The experiments showed that when the cells are stimulated to burn fat, a chemical modification causes Them1 molecules to spread out, or diffuse, throughout the cell. This frees the cellular powerhouses called mitochondria to efficiently turn the cell’s fat stores into energy. But when the stimulation stops, Them1 molecules quickly reorganize into a structure called a biomolecular condensate. Situated between the mitochondria and the fats they use as fuel, the condensed Them1 molecules limit energy production.
“It turned out to be so incredibly interesting,” said Hagen, who is also director of Microscopy and Histology Core Facilities at BIDMC and associate professor of surgery at Harvard Medical School. “We asked other microscopy experts whether they had ever seen anything like the unusual images we found in resting cells. Using very sophisticated electron microscopy techniques, we were able to show — for the first time, as far as we know — what the bimolecular condensate looks like in electron microscopy.”
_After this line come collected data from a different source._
use serde::{Deserialize, Serialize};
use std::fmt;

/// Which kind of subject an appointment list belongs to.
#[derive(Debug, Clone, Copy, PartialEq, Eq, Hash, Serialize, Deserialize)]
#[serde(rename_all = "snake_case")]
pub enum SubjectKind {
    Patient,
    Doctor,
}

impl fmt::Display for SubjectKind {
    fn fmt(&self, f: &mut fmt::Formatter<'_>) -> fmt::Result {
        match self {
            SubjectKind::Patient => write!(f, "patient"),
            SubjectKind::Doctor => write!(f, "doctor"),
        }
    }
}

#[derive(Debug, Clone, Copy, PartialEq, Eq, Hash)]
pub struct CacheKey {
    pub kind: SubjectKind,
    pub subject_id: i64,
}

#[derive(Debug, Clone, Serialize, Deserialize)]
pub struct CacheStats {
    pub hit_count: u64,
    pub miss_count: u64,
    pub invalidation_count: u64,
    pub expiration_count: u64,
    pub total_entries: u64,
    pub hit_rate: f64,
    pub ttl_seconds: u64,
}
“The study explains a new mechanism that regulates metabolism,” said David Cohen, chief of the Division of Gastroenterology and Hepatology at Weill Cornell Medicine and NewYork-Presbyterian/Weill Cornell Medical Center and the Vincent Astor Distinguished Professor of Medicine at Weill Cornell Medicine. “Them1 hacks the energy pipeline and cuts off the fuel supply to the energy-burning mitochondria. Humans also have brown fat and produce more Them1 in cold conditions, so the findings may have exciting implications for the treatment of obesity.”
Cohen and Hagen, both members of the Harvard Digestive Diseases Center, have been collaborators since 1983. The current study — supported in part by a five-year, multi-PI grant from the National Institutes of Health — also included collaborators with expertise in structural biology from Emory University.
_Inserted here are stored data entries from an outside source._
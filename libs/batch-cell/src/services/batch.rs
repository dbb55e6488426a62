use std::collections::{HashMap, HashSet};
use std::hash::Hash;
use std::sync::Arc;

use chrono::NaiveDate;
use tracing::{debug, instrument, warn};

use shared_database::ClinicStore;
use shared_models::{Appointment, DoctorId, PatientId};

use crate::services::worker::BatchWorkPool;
use crate::BatchError;

/// Best-effort lookups fanned out across the batch pool.
///
/// Both operations go straight to the store and never consult or populate the
/// appointment cache. The only error they surface is a pool that has already
/// been shut down.
pub struct BatchLookupService {
    pool: Arc<BatchWorkPool>,
    store: Arc<dyn ClinicStore>,
}

impl BatchLookupService {
    pub fn new(pool: Arc<BatchWorkPool>, store: Arc<dyn ClinicStore>) -> Self {
        Self { pool, store }
    }

    pub fn pool(&self) -> &Arc<BatchWorkPool> {
        &self.pool
    }

    /// Appointment lists for every patient whose lookup succeeded. Failed ids
    /// are left out of the map.
    #[instrument(skip(self, patient_ids), fields(count = patient_ids.len()))]
    pub async fn prefetch_appointments(
        &self,
        patient_ids: Vec<PatientId>,
    ) -> Result<HashMap<PatientId, Vec<Appointment>>, BatchError> {
        let store = Arc::clone(&self.store);
        let results = self
            .pool
            .run_keyed(dedup(patient_ids), move |&patient_id| {
                let store = Arc::clone(&store);
                async move { store.list_appointments_by_patient(patient_id).await }
            })
            .await?;

        let mut prefetched = HashMap::with_capacity(results.len());
        for (patient_id, outcome) in results {
            match outcome {
                Ok(Ok(appointments)) => {
                    prefetched.insert(patient_id, appointments);
                }
                Ok(Err(e)) => {
                    warn!("Error fetching appointments for patient {}: {}", patient_id, e);
                }
                Err(e) => {
                    warn!("Prefetch task for patient {} failed: {}", patient_id, e);
                }
            }
        }

        debug!("Prefetched appointments for {} patients", prefetched.len());
        Ok(prefetched)
    }

    /// Availability of each doctor on `date`. Every requested id gets an
    /// entry; a failed lookup is reported as unavailable.
    #[instrument(skip(self, doctor_ids), fields(count = doctor_ids.len()))]
    pub async fn check_availability(
        &self,
        doctor_ids: Vec<DoctorId>,
        date: NaiveDate,
    ) -> Result<HashMap<DoctorId, bool>, BatchError> {
        let store = Arc::clone(&self.store);
        let results = self
            .pool
            .run_keyed(dedup(doctor_ids), move |&doctor_id| {
                let store = Arc::clone(&store);
                async move { store.is_doctor_available(doctor_id, date).await }
            })
            .await?;

        let availability = results
            .into_iter()
            .map(|(doctor_id, outcome)| {
                let available = match outcome {
                    Ok(Ok(available)) => available,
                    Ok(Err(e)) => {
                        warn!("Error checking availability for doctor {}: {}", doctor_id, e);
                        false
                    }
                    Err(e) => {
                        warn!("Availability task for doctor {} failed: {}", doctor_id, e);
                        false
                    }
                };
                (doctor_id, available)
            })
            .collect();

        Ok(availability)
    }
}

fn dedup<K: Copy + Eq + Hash>(ids: Vec<K>) -> Vec<K> {
    let mut seen = HashSet::with_capacity(ids.len());
    ids.into_iter().filter(|id| seen.insert(*id)).collect()
}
“This was the most fun I have ever had in science in my life,” Hagen added. “Including multiple primary investigators with different expertise gives you the power of doing things that you could never do on your own.”
Co-authors included Yue Li, Samaksh Goyal, Lay-Hong Ang, and Mahnoor Baqai of BIDMC; Norihiro Imai, Hayley T. Nichols, Tibor I. Krisko of Weill Cornell; Blaine R. Roberts, Matthew C. Tillman, Anne M. Roberts, and Eric A. Ortlund of Emory University.